Quick Start

From NU HPC Wiki
Revision as of 03:15, 29 June 2024 by Admin (talk | contribs)
Jump to navigation Jump to search

This Quick Start Tutorial is meant to provide a very short introduction for those who are new to High Performance Computing, or simply wish to take a refresher of the basics. It covers some concepts that are general to HPC, explains its basic philosophy, and should let you decide whether and how you can deploy it in your research.

Overview

What is HPC?

HPC stands for High Performance Computing and is synonymous with the more colloquial term Supercomputer. In turn, a Supercomputer is a somewhat loosely defined umbrella term that means a computer that is capable to perform computations and other information processing tasks much more quickly than a typical computing device we use in everyday life (e.g. a laptop or mobile phone). Typically supercomputers are assembled as clusters, or collections of powerful computer servers interconnected with fast network connections. Each server in a cluster is often referred to as a Compute Node. Each of the servers or nodes is essentially a workstation though typically much more capable. For example, a standard laptop these days might have a CPU with 4-8 cores and 8-16 GB of RAM. Compare this with a standard compute node on Shabyt cluster, which has a whopping 64 CPU cores and 256 GB of RAM. In addition, some of the compute nodes on Shabyt feature powerful GPU accelerators (Nvidia V100), which in certain tasks may perform number crunching at speeds that exceed that of CPUs by a factor of 5x-10x or even more.
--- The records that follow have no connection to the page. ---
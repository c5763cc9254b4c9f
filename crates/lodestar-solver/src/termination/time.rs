//! Wall-clock time limit.

use std::time::Duration;

use lodestar_core::score::Score;

use crate::scope::SolverScope;

use super::Termination;

/// Terminates once the solve has run for the given duration.
#[derive(Debug, Clone, Copy)]
pub struct TimeTermination {
    limit: Duration,
}

impl TimeTermination {
    pub fn new(limit: Duration) -> Self {
        Self { limit }
    }

    pub fn from_seconds(seconds: u64) -> Self {
        Self::new(Duration::from_secs(seconds))
    }
}

impl<Sc: Score> Termination<Sc> for TimeTermination {
    fn is_terminated(&self, scope: &SolverScope<Sc>) -> bool {
        scope.elapsed() >= self.limit
    }
}
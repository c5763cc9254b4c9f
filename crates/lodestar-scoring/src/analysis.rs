//! Score analysis: which constraints matched, what they cost, who is to blame.
//!
//! Output ordering is deterministic: constraints by full name, matches by
//! indicted entity positions. Two `explain` calls on an unmodified solution
//! produce identical explanations.

use std::collections::BTreeMap;
use std::fmt;

use lodestar_core::error::{Result, SolverError};
use lodestar_core::score::Score;
use lodestar_core::ConstraintRef;

/// Position and id of an entity indicted by a constraint match.
#[derive(Debug, Clone, Copy, PartialEq, Eq, PartialOrd, Ord, Hash)]
pub struct EntityRef {
    pub class: usize,
    pub index: usize,
    pub id: i64,
}

impl EntityRef {
    pub fn new(class: usize, index: usize, id: i64) -> Self {
        Self { class, index, id }
    }
}

impl fmt::Display for EntityRef {
    fn fmt(&self, f: &mut fmt::Formatter<'_>) -> fmt::Result {
        write!(f, "#{}/{}(id={})", self.class, self.index, self.id)
    }
}

/// One concrete match of a constraint, with its signed score impact.
#[derive(Debug, Clone)]
pub struct ConstraintMatch<Sc: Score> {
    pub constraint_ref: ConstraintRef,
    pub score: Sc,
    pub indicted: Vec<EntityRef>,
    pub justification: String,
}

impl<Sc: Score> ConstraintMatch<Sc> {
    pub fn new(
        constraint_ref: ConstraintRef,
        score: Sc,
        indicted: Vec<EntityRef>,
        justification: String,
    ) -> Self {
        Self {
            constraint_ref,
            score,
            indicted,
            justification,
        }
    }
}

/// Per-constraint aggregate of an explanation.
#[derive(Debug, Clone)]
pub struct ConstraintAnalysis<Sc: Score> {
    pub constraint_ref: ConstraintRef,
    pub score: Sc,
    pub matches: Vec<ConstraintMatch<Sc>>,
}

impl<Sc: Score> ConstraintAnalysis<Sc> {
    pub fn match_count(&self) -> usize {
        self.matches.len()
    }
}

/// Everything a constraint match holds against one entity.
#[derive(Debug, Clone)]
pub struct Indictment<Sc: Score> {
    pub entity: EntityRef,
    pub total_score: Sc,
    pub matches: Vec<ConstraintMatch<Sc>>,
}

/// Full score breakdown of a solution.
#[derive(Debug, Clone)]
pub struct ScoreExplanation<Sc: Score> {
    pub score: Sc,
    pub constraints: Vec<ConstraintAnalysis<Sc>>,
}

impl<Sc: Score> ScoreExplanation<Sc> {
    /// Builds the explanation from per-constraint matches, sorting both the
    /// constraint list and each match list.
    pub fn from_analyses(mut constraints: Vec<ConstraintAnalysis<Sc>>) -> Result<Self> {
        constraints.sort_by(|a, b| a.constraint_ref.full_name().cmp(&b.constraint_ref.full_name()));
        let mut score = Sc::zero();
        for analysis in &mut constraints {
            analysis
                .matches
                .sort_by(|a, b| (&a.indicted, &a.justification).cmp(&(&b.indicted, &b.justification)));
            score = score
                .checked_add(&analysis.score)
                .ok_or_else(|| SolverError::ScoreOverflow(analysis.constraint_ref.full_name()))?;
        }
        Ok(Self { score, constraints })
    }

    /// Groups matches by indicted entity.
    pub fn indictments(&self) -> Result<BTreeMap<EntityRef, Indictment<Sc>>> {
        let mut map: BTreeMap<EntityRef, Indictment<Sc>> = BTreeMap::new();
        for analysis in &self.constraints {
            for m in &analysis.matches {
                for entity in &m.indicted {
                    let indictment = map.entry(*entity).or_insert_with(|| Indictment {
                        entity: *entity,
                        total_score: Sc::zero(),
                        matches: Vec::new(),
                    });
                    indictment.total_score = indictment
                        .total_score
                        .checked_add(&m.score)
                        .ok_or_else(|| SolverError::ScoreOverflow(m.constraint_ref.full_name()))?;
                    indictment.matches.push(m.clone());
                }
            }
        }
        Ok(map)
    }

    /// Summary line per constraint, mainly for logs.
    pub fn summarize(&self) -> String {
        let mut out = format!("score {}", self.score);
        for analysis in &self.constraints {
            out.push_str(&format!(
                "\n  {}: {} ({} matches)",
                analysis.constraint_ref.full_name(),
                analysis.score,
                analysis.match_count()
            ));
        }
        out
    }
}
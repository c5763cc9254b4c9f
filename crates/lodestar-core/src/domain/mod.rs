//! Runtime-described domain model for planning problems.
//!
//! A problem is described by registering entity classes, fact classes and
//! value ranges in a [`DomainRegistry`]. The registry is a value owned by
//! the solver session (shared behind `Arc` once frozen), never a process
//! wide singleton, so concurrent solves can use different domain schemas.
//!
//! - [`Value`], [`Entity`], [`Fact`]: the dynamic data model
//! - [`Solution`]: all facts + all entities + a score
//! - [`DomainRegistry`]: descriptor registry, validated at `freeze()`
//! - [`ShadowPropagator`]: dependency-ordered recomputation of derived state

mod descriptor;
mod registry;
mod shadow;
mod solution;
mod value;

#[cfg(test)]
mod tests;

pub use descriptor::{
    CascadeFn, EntityClassDef, FactClassDef, FieldDef, FieldType, ShadowKind, ValueRangeDef,
};
pub use registry::{
    CascadePlan, ClassShadowPlan, DomainRegistry, ListShadowPlan, ResolvedValueRange,
};
pub use shadow::ShadowPropagator;
pub use solution::Solution;
pub use value::{Entity, Fact, Value};

/// Addresses a variable position: entity class index + field index.
#[derive(Debug, Clone, Copy, PartialEq, Eq, Hash)]
pub struct VariableRef {
    pub class: usize,
    pub field: usize,
}

impl VariableRef {
    pub const fn new(class: usize, field: usize) -> Self {
        Self { class, field }
    }
}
HPC cluster is a shared resource

Another main difference between a supercomputer and a personal laptop or desktop is that the supercomputer is a Shared Resource. This means there may be tens or even hundreds of users who simultaneously access the supercomputer. Each of them can connect to the HPC cluster from their own personal computer and run (or schedule) jobs on one or more of the cluster's compute nodes. You can probably guess that this shared resource model requires some form of coordination. Otherwise, a chaotic execution of computational tasks may lead to serious inefficiency and logistical disasters. This is why pretty much all supercomputers use Job Schedulers - software that controls execution of tasks and makes sure the system is not overcommitted at any given time. Job Schedulers may also handle different users and tasks according to predefined priority policy thereby preventing unintended or unfair share of precious computer resources.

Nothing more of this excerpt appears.